┌──
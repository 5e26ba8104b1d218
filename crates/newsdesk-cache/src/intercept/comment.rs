//! Caching decorator for the comment repository.

use async_trait::async_trait;

use newsdesk_core::{Comment, EntityId, Page, PageRequest};
use newsdesk_storage::{CommentRepository, DynComments, StorageError};

use crate::fingerprint::RequestFingerprint;

use super::SharedCaches;

/// A [`CommentRepository`] that reads through the shared caches before
/// delegating to the wrapped repository.
pub struct CachedCommentRepository {
    inner: DynComments,
    caches: SharedCaches,
    enabled: bool,
}

impl CachedCommentRepository {
    /// Wraps a comment repository with caching.
    #[must_use]
    pub fn new(inner: DynComments, caches: SharedCaches) -> Self {
        Self {
            inner,
            caches,
            enabled: true,
        }
    }

    /// Wraps a comment repository with caching disabled; every call
    /// delegates unconditionally.
    #[must_use]
    pub fn disabled(inner: DynComments, caches: SharedCaches) -> Self {
        Self {
            inner,
            caches,
            enabled: false,
        }
    }
}

#[async_trait]
impl CommentRepository for CachedCommentRepository {
    async fn find_by_id(&self, id: EntityId) -> Result<Option<Comment>, StorageError> {
        if !self.enabled {
            return self.inner.find_by_id(id).await;
        }
        if let Some(comment) = self.caches.entities().get_child(id) {
            tracing::debug!(id, "comment served from cache");
            return Ok(Some(comment));
        }
        let found = self.inner.find_by_id(id).await?;
        if let Some(comment) = &found {
            self.caches.entities().put_child(comment.clone());
        }
        Ok(found)
    }

    async fn find_all(&self, request: PageRequest) -> Result<Page<Comment>, StorageError> {
        if !self.enabled {
            return self.inner.find_all(request).await;
        }
        let fingerprint = match RequestFingerprint::of_page(request) {
            Ok(fingerprint) => fingerprint,
            Err(err) => {
                tracing::warn!(error = %err, "skipping composite caching for comment page");
                return self.inner.find_all(request).await;
            }
        };
        if let Some(page) = self.caches.comment_pages().get(fingerprint) {
            tracing::debug!(
                page = request.page,
                size = request.size,
                "comment page from cache"
            );
            return Ok(page);
        }
        let page = self.inner.find_all(request).await?;
        if !page.is_empty() {
            self.caches.comment_pages().insert(fingerprint, page.clone());
        }
        Ok(page)
    }

    async fn find_all_by_part_text(&self, part: &str) -> Result<Vec<Comment>, StorageError> {
        if !self.enabled {
            return self.inner.find_all_by_part_text(part).await;
        }
        let fingerprint = match RequestFingerprint::of(&[part.into()]) {
            Ok(fingerprint) => fingerprint,
            Err(err) => {
                tracing::warn!(error = %err, "skipping composite caching for comment filter");
                return self.inner.find_all_by_part_text(part).await;
            }
        };
        if let Some(found) = self.caches.comment_lists().get(fingerprint) {
            tracing::debug!(part, "comment list from cache");
            return Ok(found);
        }
        let found = self.inner.find_all_by_part_text(part).await?;
        if !found.is_empty() {
            self.caches.comment_lists().insert(fingerprint, found.clone());
        }
        Ok(found)
    }

    async fn find_all_by_news_id(&self, news_id: EntityId) -> Result<Vec<Comment>, StorageError> {
        if !self.enabled {
            return self.inner.find_all_by_news_id(news_id).await;
        }
        let fingerprint = match RequestFingerprint::of(&[news_id.into()]) {
            Ok(fingerprint) => fingerprint,
            Err(err) => {
                tracing::warn!(error = %err, "skipping composite caching for bound comments");
                return self.inner.find_all_by_news_id(news_id).await;
            }
        };
        if let Some(found) = self.caches.comment_lists().get(fingerprint) {
            tracing::debug!(news_id, "bound comment list from cache");
            return Ok(found);
        }
        let found = self.inner.find_all_by_news_id(news_id).await?;
        if !found.is_empty() {
            self.caches.comment_lists().insert(fingerprint, found.clone());
        }
        Ok(found)
    }

    async fn save(&self, comment: Comment) -> Result<Comment, StorageError> {
        let saved = self.inner.save(comment).await?;
        if self.enabled {
            self.caches.entities().put_child(saved.clone());
            self.caches.purge_comment_composites(saved.id);
        }
        Ok(saved)
    }

    async fn delete(&self, id: EntityId) -> Result<(), StorageError> {
        if !self.enabled {
            return self.inner.delete(id).await;
        }
        // Resolve the bound article id while the comment still exists.
        let bound: Vec<EntityId> = self
            .inner
            .find_by_id(id)
            .await?
            .map(|comment| comment.news_id)
            .into_iter()
            .collect();

        self.inner.delete(id).await?;

        self.caches.entities().remove_child(id, &bound);
        self.caches.purge_comment_composites(id);
        for news_id in bound {
            self.caches.purge_news_composites(news_id);
        }
        Ok(())
    }
}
└──
» **Task to complete**: Give back all of the data above without any alteration.

» **Output of the task**:
repository 5e26ba8104b1d218
filename crates/newsdesk-cache/src/intercept/comment.rs
//! Caching decorator for the comment repository.

use async_trait::async_trait;

use newsdesk_core::{Comment, EntityId, Page, PageRequest};
use newsdesk_storage::{CommentRepository, DynComments, StorageError};

use crate::fingerprint::RequestFingerprint;

use super::SharedCaches;

/// A [`CommentRepository`] that reads through the shared caches before
/// delegating to the wrapped repository.
pub struct CachedCommentRepository {
    inner: DynComments,
    caches: SharedCaches,
    enabled: bool,
}

impl CachedCommentRepository {
    /// Wraps a comment repository with caching.
    #[must_use]
    pub fn new(inner: DynComments, caches: SharedCaches) -> Self {
        Self {
            inner,
            caches,
            enabled: true,
        }
    }

    /// Wraps a comment repository with caching disabled; every call
    /// delegates unconditionally.
    #[must_use]
    pub fn disabled(inner: DynComments, caches: SharedCaches) -> Self {
        Self {
            inner,
            caches,
            enabled: false,
        }
    }
}

#[async_trait]
impl CommentRepository for CachedCommentRepository {
    async fn find_by_id(&self, id: EntityId) -> Result<Option<Comment>, StorageError> {
        if !self.enabled {
            return self.inner.find_by_id(id).await;
        }
        if let Some(comment) = self.caches.entities().get_child(id) {
            tracing::debug!(id, "comment served from cache");
            return Ok(Some(comment));
        }
        let found = self.inner.find_by_id(id).await?;
        if let Some(comment) = &found {
            self.caches.entities().put_child(comment.clone());
        }
        Ok(found)
    }

    async fn find_all(&self, request: PageRequest) -> Result<Page<Comment>, StorageError> {
        if !self.enabled {
            return self.inner.find_all(request).await;
        }
        let fingerprint = match RequestFingerprint::of_page(request) {
            Ok(fingerprint) => fingerprint,
            Err(err) => {
                tracing::warn!(error = %err, "skipping composite caching for comment page");
                return self.inner.find_all(request).await;
            }
        };
        if let Some(page) = self.caches.comment_pages().get(fingerprint) {
            tracing::debug!(
                page = request.page,
                size = request.size,
                "comment page from cache"
            );
            return Ok(page);
        }
        let page = self.inner.find_all(request).await?;
        if !page.is_empty() {
            self.caches.comment_pages().insert(fingerprint, page.clone());
        }
        Ok(page)
    }

    async fn find_all_by_part_text(&self, part: &str) -> Result<Vec<Comment>, StorageError> {
        if !self.enabled {
            return self.inner.find_all_by_part_text(part).await;
        }
        let fingerprint = match RequestFingerprint::of(&[part.into()]) {
            Ok(fingerprint) => fingerprint,
            Err(err) => {
                tracing::warn!(error = %err, "skipping composite caching for comment filter");
                return self.inner.find_all_by_part_text(part).await;
            }
        };
        if let Some(found) = self.caches.comment_lists().get(fingerprint) {
            tracing::debug!(part, "comment list from cache");
            return Ok(found);
        }
        let found = self.inner.find_all_by_part_text(part).await?;
        if !found.is_empty() {
            self.caches.comment_lists().insert(fingerprint, found.clone());
        }
        Ok(found)
    }

    async fn find_all_by_news_id(&self, news_id: EntityId) -> Result<Vec<Comment>, StorageError> {
        if !self.enabled {
            return self.inner.find_all_by_news_id(news_id).await;
        }
        let fingerprint = match RequestFingerprint::of(&[news_id.into()]) {
            Ok(fingerprint) => fingerprint,
            Err(err) => {
                tracing::warn!(error = %err, "skipping composite caching for bound comments");
                return self.inner.find_all_by_news_id(news_id).await;
            }
        };
        if let Some(found) = self.caches.comment_lists().get(fingerprint) {
            tracing::debug!(news_id, "bound comment list from cache");
            return Ok(found);
        }
        let found = self.inner.find_all_by_news_id(news_id).await?;
        if !found.is_empty() {
            self.caches.comment_lists().insert(fingerprint, found.clone());
        }
        Ok(found)
    }

    async fn save(&self, comment: Comment) -> Result<Comment, StorageError> {
        let saved = self.inner.save(comment).await?;
        if self.enabled {
            self.caches.entities().put_child(saved.clone());
            self.caches.purge_comment_composites(saved.id);
        }
        Ok(saved)
    }

    async fn delete(&self, id: EntityId) -> Result<(), StorageError> {
        if !self.enabled {
            return self.inner.delete(id).await;
        }
        // Resolve the bound article id while the comment still exists.
        let bound: Vec<EntityId> = self
            .inner
            .find_by_id(id)
            .await?
            .map(|comment| comment.news_id)
            .into_iter()
            .collect();

        self.inner.delete(id).await?;

        self.caches.entities().remove_child(id, &bound);
        self.caches.purge_comment_composites(id);
        for news_id in bound {
            self.caches.purge_news_composites(news_id);
        }
        Ok(())
    }
}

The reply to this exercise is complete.